CSS constants
Friday, February 11th, 2005 at 2:17 amA lot of web designers complain about CSS lacking constants you could define once and reuse throughout the CSS document. CSS was not meant for that and does not support it.
What you can do though is use a server side language to simulate a CSS file by setting the appropriate header. However, this means you need to stick to the language syntax.
Playing with that idea, I came up with a small PHP script that parses any CSS given to it via a variable and reads and replaces the defined constants in the CSS.

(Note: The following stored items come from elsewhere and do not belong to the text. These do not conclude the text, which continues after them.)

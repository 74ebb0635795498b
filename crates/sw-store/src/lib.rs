//! sw-store: persistence boundary for committed graph definitions.

pub mod fingerprint;
pub mod registry;
pub mod store;
pub mod types;

pub use fingerprint::compute_fingerprint;
pub use registry::{InMemoryMetricRegistry, MetricRegistry};
pub use store::GraphStore;
pub use types::*;

pub type StoreResult<T> = Result<T, StoreError>;

#[derive(thiserror::Error, Debug)]
pub enum StoreError {
    #[error("JSON error: {0}")]
    Json(#[from] serde_json::Error),
}
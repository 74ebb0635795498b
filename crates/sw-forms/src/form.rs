//! Channel form session state.

use std::collections::BTreeMap;

use sw_core::FieldState;

use crate::channel::{ChannelField, ChannelKind, VisibilityPlan, resolve, shows_signup_link};

/// One edit session of the notification-channel form.
///
/// The visibility rule set is applied eagerly at construction and again on
/// every discriminant change. Changing the channel type clears the values of
/// fields that just became hidden, so a later submission cannot pick up
/// leftovers from a previously selected type.
#[derive(Debug, Clone)]
pub struct ChannelForm {
    kind: ChannelKind,
    plan: VisibilityPlan,
    values: BTreeMap<ChannelField, String>,
}

impl ChannelForm {
    pub fn new(kind: ChannelKind) -> Self {
        Self {
            kind,
            plan: resolve(kind),
            values: BTreeMap::new(),
        }
    }

    pub fn kind(&self) -> ChannelKind {
        self.kind
    }

    pub fn plan(&self) -> &VisibilityPlan {
        &self.plan
    }

    /// Switch the discriminant, recomputing visibility and dropping values
    /// of groups that are hidden under the new type.
    pub fn set_kind(&mut self, kind: ChannelKind) {
        self.kind = kind;
        self.plan = resolve(kind);
        let plan = &self.plan;
        self.values.retain(|field, _| plan.shows(field.group()));
    }

    pub fn set_value(&mut self, field: ChannelField, value: impl Into<String>) {
        self.values.insert(field, value.into());
    }

    pub fn value(&self, field: ChannelField) -> &str {
        self.values.get(&field).map_or("", String::as_str)
    }

    /// Render flags for one field under the current plan.
    pub fn field_state(&self, field: ChannelField) -> FieldState {
        self.plan.group_state(field.group())
    }

    pub fn signup_link_visible(&self) -> bool {
        shows_signup_link(self.kind)
    }

    /// Values that take part in submission: visible fields only.
    pub fn submission_values(&self) -> BTreeMap<ChannelField, &str> {
        self.values
            .iter()
            .filter(|(field, _)| self.plan.shows(field.group()))
            .map(|(field, value)| (*field, value.as_str()))
            .collect()
    }
}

This page shows how it can be used. You apply the CSS with the invalid constants syntax by looping it through the PHP script:
In the CSS file, you define the constants with the following syntax:
$colour1 = '#999';
$colour2 = '#363';
$colour4 = '#696';
$colour3 = '#cfc';
And you can use them throughout the whole CSS document:
#footer{
padding:.2em .5em;
margin:0;
background:$colour1;
}
Any improvements?
I am aware that this is butchering the idea of CSS as presentation only, and means you design invalid CSS in the raw form, but it fills a gap and it might make CSS maintenance a bit easier. You can still validate your CSS by looping it through the script:
http://icant.co.uk/articles/cssconstants/cssconst.php?c=demo.css.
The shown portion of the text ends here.